:: Task to complete ::
Set down all of the lines below exactly as they are given.

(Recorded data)
========================================
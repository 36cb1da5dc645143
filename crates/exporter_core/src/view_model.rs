use crate::{ExportPhase, FailedPost};

#[derive(Debug, Clone, PartialEq, Eq, Default)]
pub struct ExportViewModel {
    pub phase: ExportPhase,
    pub site: Option<String>,
    pub offset: u32,
    pub limit: u32,
    pub index_size: Option<usize>,
    pub index_error: Option<String>,
    pub retrieved: usize,
    pub failed: usize,
    pub failures: Vec<FailedPost>,
    pub percent: u8,
    pub entries_written: usize,
    pub archive_name: Option<String>,
    pub dirty: bool,
}

impl ExportViewModel {
    /// Posts that finished retrieval, successfully or not.
    pub fn settled(&self) -> usize {
        self.retrieved + self.failed
    }

    /// One-line human summary of the run.
    pub fn summary_line(&self) -> String {
        match self.phase {
            ExportPhase::Idle => "idle".to_string(),
            ExportPhase::Retrieving => match self.index_size {
                Some(total) => format!("retrieving {}/{} posts", self.settled(), total),
                None => "loading index".to_string(),
            },
            ExportPhase::Archiving => format!("archiving {}%", self.percent),
            ExportPhase::Finished => format!(
                "{} posts exported to {} ({} failed)",
                self.entries_written,
                self.archive_name.as_deref().unwrap_or("archive"),
                self.failed
            ),
            ExportPhase::Empty => match &self.index_error {
                Some(error) => format!("nothing to export (index failed: {error})"),
                None => format!("nothing to export ({} failed)", self.failed),
            },
        }
    }
}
========================================
:: Response ::
repository 36cb1da5dc645143
filename crates/exporter_core/src/view_model.rs
use crate::{ExportPhase, FailedPost};

#[derive(Debug, Clone, PartialEq, Eq, Default)]
pub struct ExportViewModel {
    pub phase: ExportPhase,
    pub site: Option<String>,
    pub offset: u32,
    pub limit: u32,
    pub index_size: Option<usize>,
    pub index_error: Option<String>,
    pub retrieved: usize,
    pub failed: usize,
    pub failures: Vec<FailedPost>,
    pub percent: u8,
    pub entries_written: usize,
    pub archive_name: Option<String>,
    pub dirty: bool,
}

impl ExportViewModel {
    /// Posts that finished retrieval, successfully or not.
    pub fn settled(&self) -> usize {
        self.retrieved + self.failed
    }

    /// One-line human summary of the run.
    pub fn summary_line(&self) -> String {
        match self.phase {
            ExportPhase::Idle => "idle".to_string(),
            ExportPhase::Retrieving => match self.index_size {
                Some(total) => format!("retrieving {}/{} posts", self.settled(), total),
                None => "loading index".to_string(),
            },
            ExportPhase::Archiving => format!("archiving {}%", self.percent),
            ExportPhase::Finished => format!(
                "{} posts exported to {} ({} failed)",
                self.entries_written,
                self.archive_name.as_deref().unwrap_or("archive"),
                self.failed
            ),
            ExportPhase::Empty => match &self.index_error {
                Some(error) => format!("nothing to export (index failed: {error})"),
                None => format!("nothing to export ({} failed)", self.failed),
            },
        }
    }
}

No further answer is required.